Stored data entries:
//! Tour endpoints: factory CRUD plus the aggregation and geospatial reads.

use std::collections::HashMap;

use axum::{
    extract::{Multipart, Path, Query, State},
    response::{IntoResponse, Response},
    Json,
};
use bson::{doc, oid::ObjectId, Document};
use futures::TryStreamExt;
use serde::{Deserialize, Serialize};
use validator::Validate;

use super::{crud, item};
use crate::error::{Error, Result};
use crate::media;
use crate::models::tour::{check_price_discount, visible_scope, CreateTour, UpdateTour};
use crate::models::{ReviewResponse, TourResponse, UserResponse};
use crate::query::ListParams;
use crate::state::AppState;

pub async fn list_tours(
    State(state): State<AppState>,
    Query(params): Query<HashMap<String, String>>,
) -> Result<Response> {
    crud::list_resources(&state.tours(), visible_scope(), ListParams::new(params)).await
}

/// Alias route: the five best cheap tours, preset filter and projection.
pub async fn top_tours(State(state): State<AppState>) -> Result<Response> {
    let mut params = ListParams::default();
    params
        .set("limit", "5")
        .set("sort", "-ratings_average,price")
        .set("fields", "name,price,ratings_average,summary,difficulty");
    crud::list_resources(&state.tours(), visible_scope(), params).await
}

/// Single tour, with guides and reviews expanded.
pub async fn get_tour(
    State(state): State<AppState>,
    Path(id): Path<String>,
) -> Result<Response> {
    let id = ObjectId::parse_str(&id)?;
    let tour = state.tours().find_by_id(visible_scope(), id).await?;

    let guides = load_guides(&state, &tour.guides).await?;
    let reviews: Vec<ReviewResponse> = state
        .db
        .reviews
        .find(doc! { "tour": tour.id })
        .await?
        .try_collect::<Vec<_>>()
        .await?
        .into_iter()
        .map(ReviewResponse::from)
        .collect();

    let mut value = serde_json::to_value(TourResponse::from(tour))?;
    value["guides"] = serde_json::to_value(guides)?;
    value["reviews"] = serde_json::to_value(reviews)?;

    Ok(item(value).into_response())
}

async fn load_guides(state: &AppState, guide_ids: &[ObjectId]) -> Result<Vec<UserResponse>> {
    if guide_ids.is_empty() {
        return Ok(Vec::new());
    }
    let users = state
        .db
        .users
        .find(doc! { "_id": { "$in": guide_ids }, "active": { "$ne": false } })
        .await?
        .try_collect::<Vec<_>>()
        .await?;
    Ok(users.into_iter().map(UserResponse::from).collect())
}

pub async fn create_tour(
    State(state): State<AppState>,
    Json(body): Json<CreateTour>,
) -> Result<Response> {
    body.validate()?;
    crud::create_resource(&state.tours(), body.into_tour()?).await
}

pub async fn update_tour(
    State(state): State<AppState>,
    Path(id): Path<String>,
    Json(body): Json<UpdateTour>,
) -> Result<Response> {
    body.validate()?;
    let id = ObjectId::parse_str(&id)?;

    // The discount invariant spans both the stored and the incoming values.
    let current = state.tours().find_by_id(Document::new(), id).await?;
    let price = body.price.unwrap_or(current.price);
    let discount = body.price_discount.or(current.price_discount);
    check_price_discount(price, discount)?;

    crud::update_resource(&state.tours(), Document::new(), id, body.into_set_document()?).await
}

pub async fn delete_tour(
    State(state): State<AppState>,
    Path(id): Path<String>,
) -> Result<Response> {
    crud::delete_resource(&state.tours(), Document::new(), ObjectId::parse_str(&id)?).await
}

/// Cover plus up to three gallery images, multipart.
pub async fn upload_tour_images(
    State(state): State<AppState>,
    Path(id): Path<String>,
    mut multipart: Multipart,
) -> Result<Response> {
    let id = ObjectId::parse_str(&id)?;
    // 404 before accepting any bytes.
    state.tours().find_by_id(Document::new(), id).await?;

    let mut set = Document::new();
    let mut gallery: Vec<String> = Vec::new();

    while let Some(field) = multipart.next_field().await? {
        match field.name() {
            Some("image_cover") => {
                media::require_image(field.content_type())?;
                let filename = media::tour_image_filename(&id, None);
                let bytes = field.bytes().await?;
                media::store(
                    &state.config.uploads.directory,
                    media::TOUR_IMAGE_DIR,
                    &filename,
                    &bytes,
                )
                .await?;
                set.insert("image_cover", filename);
            }
            Some("images") => {
                if gallery.len() >= 3 {
                    return Err(Error::BadRequest(
                        "A tour can have at most 3 gallery images.".to_string(),
                    ));
                }
                media::require_image(field.content_type())?;
                let filename = media::tour_image_filename(&id, Some(gallery.len()));
                let bytes = field.bytes().await?;
                media::store(
                    &state.config.uploads.directory,
                    media::TOUR_IMAGE_DIR,
                    &filename,
                    &bytes,
                )
                .await?;
                gallery.push(filename);
            }
            _ => {}
        }
    }

    if !gallery.is_empty() {
        set.insert("images", gallery);
    }
    if set.is_empty() {
        return Err(Error::BadRequest("No images provided.".to_string()));
    }

    crud::update_resource(&state.tours(), Document::new(), id, set).await
}

#[derive(Debug, Serialize, Deserialize)]
pub struct TourStats {
    #[serde(rename = "_id")]
    pub difficulty: String,
    pub num_tours: i64,
    pub num_ratings: i64,
    pub avg_rating: f64,
    pub avg_price: f64,
    pub min_price: f64,
    pub max_price: f64,
}

/// Per-difficulty statistics over well-rated tours.
pub async fn tour_stats(State(state): State<AppState>) -> Result<Response> {
    let pipeline = vec![
        doc! { "$match": { "secret_tour": { "$ne": true } } },
        doc! { "$match": { "ratings_average": { "$gte": 4.5 } } },
        doc! { "$group": {
            "_id": { "$toUpper": "$difficulty" },
            "num_tours": { "$sum": 1 },
            "num_ratings": { "$sum": "$ratings_quantity" },
            "avg_rating": { "$avg": "$ratings_average" },
            "avg_price": { "$avg": "$price" },
            "min_price": { "$min": "$price" },
            "max_price": { "$max": "$price" },
        }},
        doc! { "$sort": { "avg_price": 1 } },
    ];

    let documents: Vec<Document> = state
        .db
        .tours
        .aggregate(pipeline)
        .await?
        .try_collect()
        .await?;
    let stats = documents
        .into_iter()
        .map(|d| bson::from_document::<TourStats>(d).map_err(|e| Error::Internal(e.to_string())))
        .collect::<Result<Vec<_>>>()?;

    Ok(Json(serde_json::json!({
        "status": "success",
        "data": { "stats": stats },
    }))
    .into_response())
}

#[derive(Debug, Serialize, Deserialize)]
pub struct MonthlyPlanEntry {
    pub month: i32,
    pub num_tour_starts: i64,
    pub tours: Vec<String>,
}

/// Busiest-month breakdown of start dates for one year.
pub async fn monthly_plan(
    State(state): State<AppState>,
    Path(year): Path<i32>,
) -> Result<Response> {
    use chrono::TimeZone;

    let start = chrono::Utc
        .with_ymd_and_hms(year, 1, 1, 0, 0, 0)
        .single()
        .ok_or_else(|| Error::BadRequest(format!("Invalid year: {year}")))?;
    let end = chrono::Utc
        .with_ymd_and_hms(year, 12, 31, 23, 59, 59)
        .single()
        .ok_or_else(|| Error::BadRequest(format!("Invalid year: {year}")))?;

    let pipeline = vec![
        doc! { "$match": { "secret_tour": { "$ne": true } } },
        doc! { "$unwind": "$start_dates" },
        doc! { "$match": { "start_dates": {
            "$gte": bson::DateTime::from_chrono(start),
            "$lte": bson::DateTime::from_chrono(end),
        }}},
        doc! { "$group": {
            "_id": { "$month": "$start_dates" },
            "num_tour_starts": { "$sum": 1 },
            "tours": { "$push": "$name" },
        }},
        doc! { "$addFields": { "month": "$_id" } },
        doc! { "$project": { "_id": 0 } },
        doc! { "$sort": { "num_tour_starts": -1 } },
        doc! { "$limit": 12 },
    ];

    let documents: Vec<Document> = state
        .db
        .tours
        .aggregate(pipeline)
        .await?
        .try_collect()
        .await?;
    let plan = documents
        .into_iter()
        .map(|d| {
            bson::from_document::<MonthlyPlanEntry>(d).map_err(|e| Error::Internal(e.to_string()))
        })
        .collect::<Result<Vec<_>>>()?;

    Ok(Json(serde_json::json!({
        "status": "success",
        "data": { "plan": plan },
    }))
    .into_response())
}

/// `lat,lng` path segment.
pub fn parse_latlng(raw: &str) -> Result<(f64, f64)> {
    let invalid = || {
        Error::BadRequest(
            "Please provide latitude and longitude in the format: lat,lng.".to_string(),
        )
    };
    let (lat, lng) = raw.split_once(',').ok_or_else(invalid)?;
    let lat = lat.trim().parse::<f64>().map_err(|_| invalid())?;
    let lng = lng.trim().parse::<f64>().map_err(|_| invalid())?;
    Ok((lat, lng))
}

/// Sphere radius in radians: distance over the earth's radius in the
/// requested unit (3963.2 mi, 6378.1 km).
pub fn radius_radians(distance: f64, unit: &str) -> f64 {
    if unit == "mi" {
        distance / 3963.2
    } else {
        distance / 6378.1
    }
}

/// Meters-to-unit multiplier for distance projection.
pub fn distance_multiplier(unit: &str) -> f64 {
    if unit == "mi" {
        0.000621371
    } else {
        0.001
    }
}

/// Tours whose start location lies within `distance` of the center point.
pub async fn tours_within(
    State(state): State<AppState>,
    Path((distance, latlng, unit)): Path<(f64, String, String)>,
) -> Result<Response> {
    let (lat, lng) = parse_latlng(&latlng)?;
    let radius = radius_radians(distance, &unit);

    let mut scope = visible_scope();
    scope.insert(
        "start_location",
        doc! { "$geoWithin": { "$centerSphere": [[lng, lat], radius] } },
    );

    crud::list_resources(&state.tours(), scope, ListParams::default()).await
}

#[derive(Debug, Serialize, Deserialize)]
pub struct TourDistance {
    pub name: String,
    pub distance: f64,
}

/// Distance from a point to every tour's start location.
pub async fn distances(
    State(state): State<AppState>,
    Path((latlng, unit)): Path<(String, String)>,
) -> Result<Response> {
    let (lat, lng) = parse_latlng(&latlng)?;

    // $geoNear must be the first stage, so no visibility match ahead of it.
    let pipeline = vec![
        doc! { "$geoNear": {
            "near": { "type": "Point", "coordinates": [lng, lat] },
            "distanceField": "distance",
            "distanceMultiplier": distance_multiplier(&unit),
        }},
        doc! { "$project": { "_id": 0, "distance": 1, "name": 1 } },
    ];

    let documents: Vec<Document> = state
        .db
        .tours
        .aggregate(pipeline)
        .await?
        .try_collect()
        .await?;
    let rows = documents
        .into_iter()
        .map(|d| {
            bson::from_document::<TourDistance>(d).map_err(|e| Error::Internal(e.to_string()))
        })
        .collect::<Result<Vec<_>>>()?;

    Ok(Json(serde_json::json!({
        "status": "success",
        "data": { "data": rows },
    }))
    .into_response())
}

#[cfg(test)]
mod tests {
    use super::*;

    #[test]
    fn test_parse_latlng() {
        assert_eq!(
            parse_latlng("34.111745,-118.113491").unwrap(),
            (34.111745, -118.113491)
        );
        assert_eq!(parse_latlng(" 10.5 , 20.25 ").unwrap(), (10.5, 20.25));
        assert!(parse_latlng("34.111745").is_err());
        assert!(parse_latlng("lat,lng").is_err());
        assert!(parse_latlng("").is_err());
    }

    #[test]
    fn test_radius_conversion() {
        assert!((radius_radians(233.0, "mi") - 233.0 / 3963.2).abs() < 1e-12);
        assert!((radius_radians(233.0, "km") - 233.0 / 6378.1).abs() < 1e-12);
        // Unknown units fall back to kilometers.
        assert_eq!(radius_radians(100.0, "furlong"), radius_radians(100.0, "km"));
    }

    #[test]
    fn test_distance_multiplier() {
        assert_eq!(distance_multiplier("mi"), 0.000621371);
        assert_eq!(distance_multiplier("km"), 0.001);
    }

    #[test]
    fn test_stats_rows_deserialize_from_aggregation_shapes() {
        // $sum yields Int32 for small counts; the row type must absorb it.
        let row = bson::from_document::<TourStats>(doc! {
            "_id": "EASY",
            "num_tours": 4_i32,
            "num_ratings": 120_i64,
            "avg_rating": 4.7,
            "avg_price": 397.0,
            "min_price": 197.0,
            "max_price": 997.0,
        })
        .unwrap();
        assert_eq!(row.difficulty, "EASY");
        assert_eq!(row.num_tours, 4);
    }

    #[test]
    fn test_monthly_plan_rows_deserialize() {
        let row = bson::from_document::<MonthlyPlanEntry>(doc! {
            "month": 7_i32,
            "num_tour_starts": 3_i32,
            "tours": ["The Forest Hiker", "The Sea Explorer"],
        })
        .unwrap();
        assert_eq!(row.month, 7);
        assert_eq!(row.tours.len(), 2);
    }
}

## Prompt
The answer must consist of every line from the records above that holds "reviews".

## Solution to the problem
/// Single tour, with guides and reviews expanded.
    let reviews: Vec<ReviewResponse> = state
        .reviews
    value["reviews"] = serde_json::to_value(reviews)?;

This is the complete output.